I am trying to write a script that will scan through all emails from the past year. I can only get it to download the top 3. The tutorial I am following doesn't explain anywhere I can change the number of emails it downloads. Here's the code so far.

# user credentials
email_user = input('Email: ')
email_pass = input('Password: ')

# connect to imap
mail = imaplib.IMAP4_SSL("imap.gmail.com",993)

#login
mail.login(email_user, email_pass)

#select folder
mail.select("INBOX","SPAM")

#filter emails by header with receipt or invoice
type, data = mail.search(None, '(SUBJECT "Invoice")')
mail_ids = data[0]
id_list = mail_ids.split()

for num in data[0].split():
    typ, data = mail.fetch(num, '(RFC822)' )
    raw_email = data[0][1]
# converts byte literal to string removing b''
    raw_email_string = raw_email.decode('utf-8')
    email_message = email.message_from_string(raw_email_string)
# downloading attachments
    for part in email_message.walk():
        # this part comes from the snipped I don't understand yet... 
        if part.get_content_maintype() == 'multipart':
            continue
        if part.get('Content-Disposition') is None:
            continue
        fileName = part.get_filename()
        if bool(fileName):
            filePath = os.path.join('/Users/benbuechler/Desktop/Keepr Receipt Storage', fileName)
            if not os.path.isfile(filePath) :
                fp = open(filePath, 'wb')
                fp.write(part.get_payload(decode=True))
                fp.close()
            subject = str(email_message).split("Subject: ", 10)[1].split("\nTo:", 10)[1]
            print('Downloaded "{file}" from email titled "{subject}"'.format(file=fileName, subject=subject))

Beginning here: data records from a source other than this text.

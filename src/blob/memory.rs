//! In-memory reference implementation of `BlobClient`.
//!
//! Not a production client — a deterministic test double used by the
//! engine's own integration tests and the demo binary, grounded on the
//! async/`Mutex`-guarded client shape of the teacher's native S3 client
//! (`storage::native_s3::NativeS3Client`), minus any real network I/O.

use super::{BlobClient, BlobMetadata, CopyStatus, CopyStatusSnapshot, ListSegment, ListedBlob};
use crate::error::{DmError, Result};
use crate::location::BlobType;
use async_trait::async_trait;
use std::collections::HashMap;
use std::sync::Mutex;

struct StoredBlob {
    content: Vec<u8>,
    blob_type: BlobType,
    metadata: HashMap<String, String>,
    staged_blocks: HashMap<String, Vec<u8>>,
}

impl StoredBlob {
    fn new(blob_type: BlobType) -> Self {
        Self {
            content: Vec::new(),
            blob_type,
            metadata: HashMap::new(),
            staged_blocks: HashMap::new(),
        }
    }

    fn content_md5(&self) -> [u8; 16] {
        let digest = md5::compute(&self.content);
        digest.0
    }
}

/// A single in-memory "account": a flat map from blob path to content.
pub struct InMemoryBlobStore {
    blobs: Mutex<HashMap<String, StoredBlob>>,
    pending_copies: Mutex<HashMap<String, (String, String)>>,
}

impl Default for InMemoryBlobStore {
    fn default() -> Self {
        Self::new()
    }
}

impl InMemoryBlobStore {
    pub fn new() -> Self {
        Self {
            blobs: Mutex::new(HashMap::new()),
            pending_copies: Mutex::new(HashMap::new()),
        }
    }

    /// Seed a blob directly (test helper), bypassing the put/commit dance.
    pub fn seed(&self, path: &str, content: Vec<u8>, blob_type: BlobType) {
        let mut blob = StoredBlob::new(blob_type);
        blob.content = content;
        self.blobs.lock().unwrap().insert(path.to_string(), blob);
    }

    /// Mark a path as a zero-byte directory marker (`hdi_isfolder = true`).
    pub fn seed_directory_marker(&self, path: &str) {
        let mut blob = StoredBlob::new(BlobType::Block);
        blob.metadata.insert("hdi_isfolder".to_string(), "true".to_string());
        self.blobs.lock().unwrap().insert(path.to_string(), blob);
    }

    /// Read back a blob's full content (test helper).
    pub fn read(&self, path: &str) -> Option<Vec<u8>> {
        self.blobs.lock().unwrap().get(path).map(|b| b.content.clone())
    }
}

#[async_trait]
impl BlobClient for InMemoryBlobStore {
    async fn fetch_metadata(&self, blob_or_container: &str) -> Result<Option<BlobMetadata>> {
        let blobs = self.blobs.lock().unwrap();
        Ok(blobs.get(blob_or_container).map(|b| BlobMetadata {
            length: b.content.len() as u64,
            content_md5: Some(b.content_md5()),
            blob_type: b.blob_type,
            metadata: b.metadata.clone(),
        }))
    }

    async fn put_block(
        &self,
        blob: &str,
        block_id: &str,
        _offset: u64,
        bytes: &[u8],
        md5: Option<[u8; 16]>,
    ) -> Result<()> {
        if let Some(expected) = md5 {
            let actual = md5::compute(bytes).0;
            if expected != actual {
                return Err(DmError::integrity_mismatch(
                    blob,
                    hex::encode(expected),
                    hex::encode(actual),
                ));
            }
        }
        let mut blobs = self.blobs.lock().unwrap();
        let entry = blobs
            .entry(blob.to_string())
            .or_insert_with(|| StoredBlob::new(BlobType::Block));
        entry.staged_blocks.insert(block_id.to_string(), bytes.to_vec());
        Ok(())
    }

    async fn commit_block_list(&self, blob: &str, block_ids: &[String], overwrite: bool) -> Result<()> {
        let mut blobs = self.blobs.lock().unwrap();
        if !overwrite && blobs.get(blob).map(|b| !b.content.is_empty()).unwrap_or(false) {
            return Err(DmError::NotOverwriteExistingDestination(blob.to_string()));
        }
        let entry = blobs
            .entry(blob.to_string())
            .or_insert_with(|| StoredBlob::new(BlobType::Block));
        let mut assembled = Vec::new();
        for id in block_ids {
            let chunk = entry
                .staged_blocks
                .get(id)
                .ok_or_else(|| DmError::UncategorizedException(format!("unknown block id {id}")))?;
            assembled.extend_from_slice(chunk);
        }
        entry.content = assembled;
        entry.staged_blocks.clear();
        Ok(())
    }

    async fn put_page_or_append(&self, blob: &str, offset: u64, bytes: &[u8]) -> Result<()> {
        let mut blobs = self.blobs.lock().unwrap();
        let entry = blobs
            .entry(blob.to_string())
            .or_insert_with(|| StoredBlob::new(BlobType::Append));
        let end = offset as usize + bytes.len();
        if entry.content.len() < end {
            entry.content.resize(end, 0);
        }
        entry.content[offset as usize..end].copy_from_slice(bytes);
        Ok(())
    }

    async fn get_range(&self, blob: &str, offset: u64, length: u64) -> Result<Vec<u8>> {
        let blobs = self.blobs.lock().unwrap();
        let entry = blobs
            .get(blob)
            .ok_or_else(|| DmError::UncategorizedException(format!("blob not found: {blob}")))?;
        let start = offset as usize;
        let end = (start + length as usize).min(entry.content.len());
        Ok(entry.content.get(start..end).unwrap_or(&[]).to_vec())
    }

    async fn start_server_copy(&self, src: &str, dst: &str) -> Result<String> {
        let copy_id = format!("copy-{src}-{dst}");
        self.pending_copies
            .lock()
            .unwrap()
            .insert(copy_id.clone(), (src.to_string(), dst.to_string()));
        Ok(copy_id)
    }

    async fn get_copy_status(&self, blob: &str) -> Result<CopyStatusSnapshot> {
        // The reference double completes a server-side copy synchronously
        // the first time status is polled; real collaborators are async and
        // the caller's `Monitor` back-off loop still applies around this.
        let pending = self.pending_copies.lock().unwrap().remove(blob);
        if let Some((src, dst)) = pending {
            let src_content = self.blobs.lock().unwrap().get(&src).map(|b| b.content.clone());
            if let Some(content) = src_content {
                let total = content.len() as u64;
                let mut blobs = self.blobs.lock().unwrap();
                let entry = blobs.entry(dst).or_insert_with(|| StoredBlob::new(BlobType::Block));
                entry.content = content;
                return Ok(CopyStatusSnapshot {
                    status: CopyStatus::Success,
                    bytes_copied: total,
                    total_bytes: total,
                    status_description: "completed".to_string(),
                });
            }
        }
        Ok(CopyStatusSnapshot {
            status: CopyStatus::Success,
            bytes_copied: 0,
            total_bytes: 0,
            status_description: "no such pending copy".to_string(),
        })
    }

    async fn generate_read_sas(&self, blob: &str, lifetime: std::time::Duration) -> Result<String> {
        Ok(format!("{blob}?sas=inmemory&ttl={}", lifetime.as_secs()))
    }

    async fn list_blobs_segmented(
        &self,
        prefix: &str,
        _delimiter: Option<char>,
        continuation_token: Option<&str>,
    ) -> Result<ListSegment> {
        let blobs = self.blobs.lock().unwrap();
        let mut names: Vec<&String> = blobs.keys().filter(|k| k.starts_with(prefix)).collect();
        names.sort();

        let start = continuation_token
            .and_then(|t| t.parse::<usize>().ok())
            .unwrap_or(0);
        const PAGE_SIZE: usize = 1000;
        let page: Vec<ListedBlob> = names
            .iter()
            .skip(start)
            .take(PAGE_SIZE)
            .map(|name| {
                let b = &blobs[*name];
                ListedBlob {
                    name: (*name).clone(),
                    length: b.content.len() as u64,
                    is_directory_marker: b
                        .metadata
                        .get("hdi_isfolder")
                        .map(|v| v.eq_ignore_ascii_case("true"))
                        .unwrap_or(false),
                }
            })
            .collect();
        let next_token = if start + page.len() < names.len() {
            Some((start + page.len()).to_string())
        } else {
            None
        };
        Ok(ListSegment {
            entries: page,
            next_token,
        })
    }
}

#[cfg(test)]
mod tests {
    use super::*;

    #[tokio::test]
    async fn put_block_then_commit_assembles_content() {
        let store = InMemoryBlobStore::new();
        store.put_block("b", "0001", 0, b"hello ", None).await.unwrap();
        store.put_block("b", "0002", 6, b"world", None).await.unwrap();
        store
            .commit_block_list("b", &["0001".to_string(), "0002".to_string()], true)
            .await
            .unwrap();
        assert_eq!(store.read("b").unwrap(), b"hello world");
    }

    #[tokio::test]
    async fn commit_without_overwrite_on_existing_fails() {
        let store = InMemoryBlobStore::new();
        store.seed("b", b"existing".to_vec(), BlobType::Block);
        store.put_block("b", "0001", 0, b"new", None).await.unwrap();
        let err = store
            .commit_block_list("b", &["0001".to_string()], false)
            .await
            .unwrap_err();
        assert!(matches!(err, DmError::NotOverwriteExistingDestination(_)));
    }

    #[tokio::test]
    async fn server_side_copy_completes_on_first_poll() {
        let store = InMemoryBlobStore::new();
        store.seed("src", b"payload".to_vec(), BlobType::Block);
        let copy_id = store.start_server_copy("src", "dst").await.unwrap();
        let status = store.get_copy_status(&copy_id).await.unwrap();
        assert_eq!(status.status, CopyStatus::Success);
        assert_eq!(store.read("dst").unwrap(), b"payload");
    }
}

for response_part in data:
        if isinstance(response_part, tuple):
            msg = email.message_from_string(response_part[1].decode('utf-8'))
            email_subject = msg['subject']
            email_from = msg['from']
            print ('From : ' + email_from + '\n')
            print ('Subject : ' + email_subject + '\n')
            print(msg.get_payload(decode=True))
tripleee
  • 175,061
  • 34
  • 275
  • 318
  • What is the output of `print(len(id_list))`? – mkrieger1 May 15 '22 at 22:31
  • sorry I don't see that in my code? edit* lol I realized what you meant I got none and 5 – Ben Buechler May 15 '22 at 22:38
  • code search in `"INBOX","SPAM"` and select only mails with `(SUBJECT "Invoice")` - maybe you don't have more mails which match these criterias – furas May 15 '22 at 23:12
  • 1
    (@furas "Criteria" is the correct plural; the singular is "criterion".) – tripleee May 16 '22 at 04:29
  • 1
    You mustn't assume that the byte string you receive is UTF-8; very often it will not be. The correct way to convert bytes to an email message is `message_from_bytes` – tripleee May 16 '22 at 04:31
  • 1
    Apparently you have only 5 messages which contain "Invoice" and out of those, only 3 are multipart messages. Maybe see https://stackoverflow.com/questions/48562935/what-are-the-parts-in-a-multipart-email/48563281#48563281 – tripleee May 16 '22 at 04:35

0 Answers0